Bob is a labor lawyer who focuses his practice on representing airlines. He has represented United Airlines, US Airways, Alaska Air, Pan Am, America West, Midwest Airlines, Spirit Airlines, Northwest, AMR Eagle, American Airlines, Atlas Air, Flying Tigers, Federal Express, PSA, Polar Air, Astar Air Cargo, Mesa, and StatesWest in employment law litigation and counseling, and also in labor negotiations, National Mediation Board matters, arbitrations, and litigation under the Railway Labor Act. Bob has also been labor counsel to several airlines regarding mergers, asset acquisitions, and ESOP transactions. Bob is a past Co-Chairman of the American Bar Association’s Railway and Airline Labor Law Committee, and is a Senior Editor of The Railway Labor Act (BNA).

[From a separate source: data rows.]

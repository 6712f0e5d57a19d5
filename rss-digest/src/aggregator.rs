use crate::fetcher::Fetcher;
use crate::parser::FeedParser;
use crate::types::{DigestError, Entry, FeedSource, Result};
use futures::stream::{self, StreamExt};
use tracing::{error, info, warn};

/// Outcome of fetching every source in the pack.
#[derive(Debug, Default)]
pub struct AggregationReport {
    pub entries: Vec<Entry>,
    pub sources_ok: usize,
    pub sources_failed: usize,
}

pub struct FeedAggregator {
    fetcher: Fetcher,
}

impl FeedAggregator {
    pub fn new(fetcher: Fetcher) -> Self {
        Self { fetcher }
    }

    /// Fetch the pack listing. Any failure here is fatal for the run.
    pub async fn fetch_sources(&self, pack_url: &str) -> Result<Vec<FeedSource>> {
        info!("Fetching feed pack: {}", pack_url);

        let content = self
            .fetcher
            .fetch_text(pack_url)
            .await
            .map_err(|e| DigestError::FeedPackUnreachable {
                url: pack_url.to_string(),
                reason: e.to_string(),
            })?;

        FeedParser::parse_pack(&content).map_err(|e| DigestError::FeedPackUnreachable {
            url: pack_url.to_string(),
            reason: e.to_string(),
        })
    }

    pub async fn fetch_entries(&self, source: &FeedSource) -> Result<Vec<Entry>> {
        let content = self
            .fetcher
            .fetch_text(&source.url)
            .await
            .map_err(|e| DigestError::SourceFetch {
                url: source.url.clone(),
                reason: e.to_string(),
            })?;

        let parsed = FeedParser::parse_feed(&content, source).map_err(|e| DigestError::SourceFetch {
            url: source.url.clone(),
            reason: e.to_string(),
        })?;

        info!("Feed {}: found {} entries", source.url, parsed.entries.len());
        Ok(parsed.entries)
    }

    /// Fetch every source, skipping the ones that fail.
    ///
    /// Fetches run with bounded parallelism but results are joined in pack order.
    pub async fn fetch_all(&self, sources: &[FeedSource]) -> AggregationReport {
        let concurrency = self.fetcher.config().fetch_concurrency.max(1);
        info!("Fetching {} feeds (concurrency {})", sources.len(), concurrency);

        let results: Vec<(&FeedSource, Result<Vec<Entry>>)> = stream::iter(sources)
            .map(|source| async move { (source, self.fetch_entries(source).await) })
            .buffered(concurrency)
            .collect()
            .await;

        let mut report = AggregationReport::default();
        let mut entries = Vec::new();
        for (source, result) in results {
            match result {
                Ok(found) => {
                    report.sources_ok += 1;
                    entries.extend(found);
                }
                Err(e) => {
                    report.sources_failed += 1;
                    error!("Skipping source {}: {}", source.name, e);
                }
            }
        }

        if report.sources_failed > 0 {
            warn!("{}/{} feeds failed", report.sources_failed, sources.len());
        }

        report.entries = FeedParser::deduplicate_entries(entries);
        info!(
            "Successfully fetched {}/{} feeds, {} entries",
            report.sources_ok,
            sources.len(),
            report.entries.len()
        );
        report
    }
}
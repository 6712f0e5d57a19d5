//! Application configuration. Feed pack, limits, Feishu credentials, theme model.
//!
//! This is the only module that reads the process environment.

use crate::llm_adapter::OpenAiThemeModel;
use crate::publisher::FeishuConfig;
use crate::retry::RetryPolicy;
use crate::types::{
    DigestConfig, DigestError, EnrichConfig, FetchConfig, Result, ThemeModel, DEFAULT_PACK_URL,
};
use interfaces::KeywordThemeModel;
use serde::Deserialize;
use std::fmt;
use std::path::PathBuf;
use std::sync::Arc;
use std::time::Duration;

/// Feishu application credentials. The secret never shows up in `Debug` output.
#[derive(Clone)]
pub struct Credentials {
    pub app_id: String,
    app_secret: String,
}

impl Credentials {
    /// Both values must be present and non-blank.
    pub fn from_values(app_id: Option<String>, app_secret: Option<String>) -> Result<Self> {
        let app_id = app_id.map(|v| v.trim().to_string()).filter(|v| !v.is_empty());
        let app_secret = app_secret.map(|v| v.trim().to_string()).filter(|v| !v.is_empty());

        match (app_id, app_secret) {
            (Some(app_id), Some(app_secret)) => Ok(Self { app_id, app_secret }),
            (app_id, app_secret) => {
                let mut missing = Vec::new();
                if app_id.is_none() {
                    missing.push("FEISHU_APP_ID");
                }
                if app_secret.is_none() {
                    missing.push("FEISHU_APP_SECRET");
                }
                Err(DigestError::Configuration(format!(
                    "missing required credentials: {}",
                    missing.join(", ")
                )))
            }
        }
    }

    pub fn app_secret(&self) -> &str {
        &self.app_secret
    }
}

impl fmt::Debug for Credentials {
    fn fmt(&self, f: &mut fmt::Formatter<'_>) -> fmt::Result {
        f.debug_struct("Credentials")
            .field("app_id", &self.app_id)
            .field("app_secret", &"***")
            .finish()
    }
}

#[derive(Deserialize, Default)]
pub struct AppConfig {
    // ─────────────────────────────────────────────────────────────────────────
    // Feed pack and enrichment
    // ─────────────────────────────────────────────────────────────────────────
    /// Feed pack endpoint. Read from RSS_DIGEST_PACK_URL or RSS_PACK_URL.
    #[serde(default)]
    pub pack_url: Option<String>,

    /// Display name of the pack used in the report header and footer.
    #[serde(default)]
    pub pack_name: Option<String>,

    #[serde(default)]
    pub enrich_cap: Option<usize>,

    /// Per-source enrichment limit. 0 disables the limit.
    #[serde(default)]
    pub max_per_source: Option<usize>,

    /// Characters of article text kept after extraction.
    #[serde(default)]
    pub content_chars: Option<usize>,

    #[serde(default)]
    pub summary_chars: Option<usize>,

    // ─────────────────────────────────────────────────────────────────────────
    // Timeouts, retries, parallelism
    // ─────────────────────────────────────────────────────────────────────────
    #[serde(default)]
    pub feed_timeout_secs: Option<u64>,

    #[serde(default)]
    pub article_timeout_secs: Option<u64>,

    #[serde(default)]
    pub publish_timeout_secs: Option<u64>,

    #[serde(default)]
    pub theme_timeout_secs: Option<u64>,

    #[serde(default)]
    pub max_retries: Option<u32>,

    #[serde(default)]
    pub publish_retries: Option<u32>,

    #[serde(default)]
    pub retry_delay_ms: Option<u64>,

    #[serde(default)]
    pub fetch_concurrency: Option<usize>,

    // ─────────────────────────────────────────────────────────────────────────
    // Report
    // ─────────────────────────────────────────────────────────────────────────
    /// Hours east of UTC used for the report date and timestamps.
    #[serde(default)]
    pub utc_offset_hours: Option<i32>,

    #[serde(default)]
    pub document_title: Option<String>,

    /// Directory for the local markdown copy. No copy is written when unset.
    #[serde(default)]
    pub output_dir: Option<PathBuf>,

    // ─────────────────────────────────────────────────────────────────────────
    // Feishu
    // ─────────────────────────────────────────────────────────────────────────
    /// Read from FEISHU_APP_ID.
    #[serde(default)]
    pub feishu_app_id: Option<String>,

    /// Read from FEISHU_APP_SECRET.
    #[serde(default)]
    pub feishu_app_secret: Option<String>,

    /// Destination folder. Read from FEISHU_FOLDER_TOKEN.
    #[serde(default)]
    pub feishu_folder_token: Option<String>,

    /// Read from FEISHU_BASE_URL. Defaults to the open.feishu.cn API.
    #[serde(default)]
    pub feishu_base_url: Option<String>,

    // ─────────────────────────────────────────────────────────────────────────
    // Theme model
    // ─────────────────────────────────────────────────────────────────────────
    /// Chat-completions API key. Without one the keyword baseline is used.
    #[serde(default)]
    pub ai_api_key: Option<String>,

    #[serde(default)]
    pub ai_api_url: Option<String>,

    #[serde(default)]
    pub ai_model: Option<String>,
}

impl fmt::Debug for AppConfig {
    fn fmt(&self, f: &mut fmt::Formatter<'_>) -> fmt::Result {
        f.debug_struct("AppConfig")
            .field("pack_url", &self.pack_url_or_default())
            .field("enrich_cap", &self.enrich_cap)
            .field("output_dir", &self.output_dir)
            .field("feishu_app_id", &self.feishu_app_id)
            .field("feishu_app_secret", &self.feishu_app_secret.as_ref().map(|_| "***"))
            .field("feishu_folder_token", &self.feishu_folder_token)
            .field("feishu_base_url", &self.feishu_base_url)
            .field("ai_api_key", &self.ai_api_key.as_ref().map(|_| "***"))
            .field("ai_model", &self.ai_model)
            .finish_non_exhaustive()
    }
}

impl AppConfig {
    pub fn load() -> Result<Self> {
        dotenv::dotenv().ok();
        let mut c = config::Config::builder();
        c = c.add_source(config::Environment::with_prefix("RSS_DIGEST"));
        if let Ok(path) = std::env::var("RSS_DIGEST_CONFIG") {
            c = c.add_source(config::File::with_name(&path));
        }
        let mut cfg: Self = c
            .build()
            .and_then(|built| built.try_deserialize())
            .map_err(|e| DigestError::Configuration(e.to_string()))?;

        // The Feishu variables and RSS_PACK_URL are read without the RSS_DIGEST_ prefix.
        override_from_env(&mut cfg.feishu_app_id, "FEISHU_APP_ID");
        override_from_env(&mut cfg.feishu_app_secret, "FEISHU_APP_SECRET");
        override_from_env(&mut cfg.feishu_folder_token, "FEISHU_FOLDER_TOKEN");
        override_from_env(&mut cfg.feishu_base_url, "FEISHU_BASE_URL");
        override_from_env(&mut cfg.pack_url, "RSS_PACK_URL");

        Ok(cfg)
    }

    /// Values that make the run impossible, caught before any network call.
    pub fn validate(&self) -> Result<()> {
        let pack_url = self.pack_url_or_default();
        if !crate::rss_utils::url::is_valid_rss_url(&pack_url) {
            return Err(DigestError::Configuration(format!("invalid pack URL: {}", pack_url)));
        }
        if self.fetch_concurrency == Some(0) {
            return Err(DigestError::Configuration("fetch_concurrency must be at least 1".into()));
        }
        if let Some(hours) = self.utc_offset_hours {
            if !(-23..=23).contains(&hours) {
                return Err(DigestError::Configuration(format!(
                    "utc_offset_hours out of range: {}",
                    hours
                )));
            }
        }
        Ok(())
    }

    pub fn pack_url_or_default(&self) -> String {
        self.pack_url
            .clone()
            .filter(|u| !u.trim().is_empty())
            .unwrap_or_else(|| DEFAULT_PACK_URL.to_string())
    }

    /// Credentials are required unless the run is a dry run.
    pub fn credentials(&self) -> Result<Credentials> {
        Credentials::from_values(self.feishu_app_id.clone(), self.feishu_app_secret.clone())
    }

    fn retry_delay(&self) -> Duration {
        Duration::from_millis(self.retry_delay_ms.unwrap_or(500))
    }

    pub fn fetch_config(&self) -> FetchConfig {
        let defaults = FetchConfig::default();
        FetchConfig {
            timeout_seconds: self.feed_timeout_secs.unwrap_or(defaults.timeout_seconds),
            max_retries: self.max_retries.unwrap_or(defaults.max_retries),
            retry_delay_ms: self.retry_delay_ms.unwrap_or(defaults.retry_delay_ms),
            fetch_concurrency: self.fetch_concurrency.unwrap_or(defaults.fetch_concurrency),
            ..defaults
        }
    }

    pub fn enrich_config(&self) -> EnrichConfig {
        let defaults = EnrichConfig::default();
        EnrichConfig {
            cap: self.enrich_cap.unwrap_or(defaults.cap),
            max_per_source: match self.max_per_source {
                Some(0) => None,
                Some(n) => Some(n),
                None => defaults.max_per_source,
            },
            max_content_chars: self.content_chars.unwrap_or(defaults.max_content_chars),
            timeout_seconds: self.article_timeout_secs.unwrap_or(defaults.timeout_seconds),
        }
    }

    pub fn digest_config(&self) -> DigestConfig {
        let defaults = DigestConfig::default();
        DigestConfig {
            pack_name: self.pack_name.clone().unwrap_or(defaults.pack_name),
            pack_url: self.pack_url_or_default(),
            document_title: self.document_title.clone().unwrap_or(defaults.document_title),
            utc_offset_hours: self.utc_offset_hours.unwrap_or(defaults.utc_offset_hours),
            theme_timeout: self
                .theme_timeout_secs
                .map(Duration::from_secs)
                .unwrap_or(defaults.theme_timeout),
            summary_chars: self.summary_chars.unwrap_or(defaults.summary_chars),
        }
    }

    pub fn feishu_config(&self, credentials: Credentials) -> FeishuConfig {
        let mut feishu = FeishuConfig::new(credentials);
        if let Some(base_url) = self.feishu_base_url.clone().filter(|u| !u.trim().is_empty()) {
            feishu.base_url = base_url;
        }
        feishu.folder_token = self.feishu_folder_token.clone();
        if let Some(secs) = self.publish_timeout_secs {
            feishu.timeout = Duration::from_secs(secs);
        }
        feishu.retry = RetryPolicy::new(self.publish_retries.unwrap_or(2), self.retry_delay());
        feishu
    }

    /// Returns true if a chat-completions API key is configured.
    pub fn is_ai_configured(&self) -> bool {
        self.ai_api_key.as_deref().is_some_and(|k| !k.trim().is_empty())
    }

    /// Chat-completions model when an API key is set, the keyword baseline otherwise.
    pub fn theme_model(&self) -> Result<Arc<dyn ThemeModel>> {
        match self.ai_api_key.clone().filter(|k| !k.trim().is_empty()) {
            Some(api_key) => {
                let api_url = self
                    .ai_api_url
                    .clone()
                    .unwrap_or_else(|| "https://api.openai.com/v1/chat/completions".to_string());
                let model = self.ai_model.clone().unwrap_or_else(|| "gpt-4o-mini".to_string());
                let timeout = self.digest_config().theme_timeout;
                let adapter = OpenAiThemeModel::new(api_url, api_key, model, timeout)
                    .map_err(|e| DigestError::Configuration(format!("{:#}", e)))?;
                Ok(Arc::new(adapter))
            }
            None => Ok(Arc::new(KeywordThemeModel)),
        }
    }
}

fn override_from_env(slot: &mut Option<String>, key: &str) {
    if let Ok(value) = std::env::var(key) {
        if !value.trim().is_empty() {
            *slot = Some(value);
        }
    }
}

#[cfg(test)]
mod tests {
    use super::*;

    #[test]
    fn missing_credentials_are_named() {
        let err = Credentials::from_values(Some("cli_a".into()), Some("  ".into())).unwrap_err();
        assert_eq!(err.exit_code(), 2);
        assert!(err.to_string().contains("FEISHU_APP_SECRET"));
        assert!(!err.to_string().contains("FEISHU_APP_ID"));
    }

    #[test]
    fn secrets_are_redacted_in_debug_output() {
        let credentials = Credentials::from_values(Some("cli_a".into()), Some("s3cr3t".into())).unwrap();
        let rendered = format!("{:?}", credentials);
        assert!(rendered.contains("cli_a"));
        assert!(!rendered.contains("s3cr3t"));

        let cfg = AppConfig {
            feishu_app_secret: Some("s3cr3t".into()),
            ai_api_key: Some("sk-live".into()),
            ..Default::default()
        };
        let rendered = format!("{:?}", cfg);
        assert!(!rendered.contains("s3cr3t"));
        assert!(!rendered.contains("sk-live"));
    }

    #[test]
    fn defaults_apply_when_unset() {
        let cfg = AppConfig::default();
        assert_eq!(cfg.pack_url_or_default(), DEFAULT_PACK_URL);
        assert_eq!(cfg.enrich_config().cap, 20);
        assert_eq!(cfg.enrich_config().max_per_source, Some(2));
        assert_eq!(cfg.fetch_config().fetch_concurrency, 4);
        assert_eq!(cfg.digest_config().utc_offset_hours, 8);
        assert!(!cfg.is_ai_configured());
        assert!(cfg.validate().is_ok());
    }

    #[test]
    fn zero_max_per_source_disables_the_limit() {
        let cfg = AppConfig {
            max_per_source: Some(0),
            ..Default::default()
        };
        assert_eq!(cfg.enrich_config().max_per_source, None);
    }

    #[test]
    fn invalid_values_fail_validation() {
        let cfg = AppConfig {
            pack_url: Some("ftp://example.com/pack".into()),
            ..Default::default()
        };
        assert_eq!(cfg.validate().unwrap_err().exit_code(), 2);

        let cfg = AppConfig {
            fetch_concurrency: Some(0),
            ..Default::default()
        };
        assert!(cfg.validate().is_err());
    }
}
//! Trailing time-window filter.

use crate::types::{Entry, WINDOW_HOURS};
use chrono::{DateTime, Duration, Utc};
use tracing::debug;

/// True iff `published` lies in `[reference - 24h, reference]`.
pub fn in_window(published: Option<DateTime<Utc>>, reference: DateTime<Utc>) -> bool {
    match published {
        Some(ts) => ts >= reference - Duration::hours(WINDOW_HOURS) && ts <= reference,
        None => false,
    }
}

/// Keep entries published in the trailing window, preserving input order.
///
/// Entries without a usable timestamp count as out of window.
pub fn filter_recent(entries: Vec<Entry>, reference: DateTime<Utc>) -> Vec<Entry> {
    let before = entries.len();
    let kept: Vec<Entry> = entries
        .into_iter()
        .filter(|entry| {
            let keep = in_window(entry.published, reference);
            if !keep && entry.published.is_none() {
                debug!("Excluding entry without timestamp: {}", entry.link);
            }
            keep
        })
        .collect();

    debug!("Window filter kept {}/{} entries", kept.len(), before);
    kept
}

/// Newest first; stable for equal timestamps.
pub fn sort_newest_first(entries: &mut [Entry]) {
    entries.sort_by(|a, b| b.published.cmp(&a.published));
}

#[cfg(test)]
mod tests {
    use super::*;
    use chrono::TimeZone;

    fn entry(link: &str, published: Option<DateTime<Utc>>) -> Entry {
        Entry {
            title: link.to_string(),
            link: link.to_string(),
            published,
            source_name: "s".to_string(),
            summary: None,
            full_content: None,
            categories: Vec::new(),
        }
    }

    fn reference() -> DateTime<Utc> {
        Utc.with_ymd_and_hms(2026, 10, 18, 12, 0, 0).unwrap()
    }

    #[test]
    fn window_bounds_are_inclusive() {
        let r = reference();
        assert!(in_window(Some(r), r));
        assert!(in_window(Some(r - Duration::hours(24)), r));
        assert!(!in_window(Some(r - Duration::hours(24) - Duration::seconds(1)), r));
        assert!(!in_window(Some(r + Duration::seconds(1)), r));
    }

    #[test]
    fn missing_timestamps_are_excluded() {
        let r = reference();
        let kept = filter_recent(vec![entry("a", None), entry("b", Some(r - Duration::hours(1)))], r);
        assert_eq!(kept.len(), 1);
        assert_eq!(kept[0].link, "b");
    }

    #[test]
    fn relative_order_is_preserved() {
        let r = reference();
        let input = vec![
            entry("old", Some(r - Duration::hours(2))),
            entry("stale", Some(r - Duration::hours(30))),
            entry("new", Some(r - Duration::minutes(5))),
        ];
        let links: Vec<String> = filter_recent(input, r).into_iter().map(|e| e.link).collect();
        assert_eq!(links, vec!["old", "new"]);
    }

    #[test]
    fn sorting_puts_newest_first() {
        let r = reference();
        let mut entries = vec![
            entry("a", Some(r - Duration::hours(3))),
            entry("b", Some(r - Duration::hours(1))),
            entry("c", Some(r - Duration::hours(3))),
        ];
        sort_newest_first(&mut entries);
        let links: Vec<&str> = entries.iter().map(|e| e.link.as_str()).collect();
        assert_eq!(links, vec!["b", "a", "c"]);
    }
}
use std::collections::HashMap;

use anyhow::Result;
use async_trait::async_trait;

use crate::defs::ThemeModel;
use crate::defs::ThemeReport;

const MAX_THEMES: usize = 5;
const MIN_WORD_CHARS: usize = 5;

/// Keyword-frequency themes over entry titles.
///
/// Only looks at `Title: ` lines when the text has any, otherwise at the whole
/// text. Ties are broken alphabetically so the same input always yields the
/// same themes.
pub struct KeywordThemeModel;

fn title_lines(text: &str) -> Vec<&str> {
    text.lines()
        .filter_map(|line| line.trim_start().strip_prefix("Title: "))
        .collect()
}

fn is_stop_word(word: &str) -> bool {
    matches!(
        word,
        "about" | "after" | "again" | "being" | "could" | "every" | "their" | "there" | "these"
            | "those" | "through" | "under" | "where" | "which" | "while" | "would" | "should"
            | "other" | "still" | "your" | "what" | "with" | "from" | "into" | "than" | "then"
            | "they" | "this" | "that" | "have" | "were" | "will" | "does" | "doing" | "using"
    )
}

pub fn extract_keywords(text: &str, limit: usize) -> Vec<String> {
    let titles = title_lines(text);
    let corpus: Vec<&str> = if titles.is_empty() { vec![text] } else { titles };

    let mut counts: HashMap<String, usize> = HashMap::new();
    for chunk in corpus {
        for raw in chunk.split_whitespace() {
            let word = raw
                .trim_matches(|c: char| !c.is_alphanumeric())
                .to_lowercase();
            if word.chars().count() < MIN_WORD_CHARS || is_stop_word(&word) {
                continue;
            }
            *counts.entry(word).or_insert(0) += 1;
        }
    }

    let mut ranked: Vec<(String, usize)> = counts.into_iter().collect();
    ranked.sort_by(|a, b| b.1.cmp(&a.1).then_with(|| a.0.cmp(&b.0)));
    ranked.into_iter().take(limit).map(|(word, _)| word).collect()
}

#[async_trait]
impl ThemeModel for KeywordThemeModel {
    fn model_name(&self) -> String {
        "keyword-frequency".to_owned()
    }

    async fn summarize(&self, text: &str) -> Result<ThemeReport> {
        Ok(ThemeReport {
            themes: extract_keywords(text, MAX_THEMES),
            observation: None,
        })
    }
}

#[cfg(test)]
mod tests {
    use super::*;

    #[test]
    fn counts_only_title_lines_when_present() {
        let text = "Title: Transformers scaling laws\nContent: gradient gradient gradient\n\nTitle: Scaling transformers again\n";
        let keywords = extract_keywords(text, 5);
        assert_eq!(keywords, vec!["scaling", "transformers"]);
    }

    #[test]
    fn ties_break_alphabetically() {
        let keywords = extract_keywords("zebra apple mango", 2);
        assert_eq!(keywords, vec!["apple", "mango"]);
    }

    #[test]
    fn short_and_stop_words_are_ignored() {
        assert!(extract_keywords("the cat sat with those dogs", 5).is_empty());
    }

    #[tokio::test]
    async fn caps_theme_count() {
        let text = "Title: alpha1 bravo2 charlie3 delta4 echo55 foxtrot6 golf77";
        let report = KeywordThemeModel.summarize(text).await.unwrap();
        assert_eq!(report.themes.len(), 5);
        assert!(report.observation.is_none());
    }
}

Bob has argued significant labor law cases before the U.S. Second, Third, Seventh, Ninth, Tenth, Eleventh, and District of Columbia Court of Appeals, and the Colorado Supreme Court. During the 2001-2002 term, he represented US Airways before the U.S. Supreme Court in US Airways, Inc. v. Barnett, a case involving reasonable accommodation requirements under the Americans with Disabilities Act. He currently serves on the Board of Governors of The College of Labor and Employment Lawyers, Inc.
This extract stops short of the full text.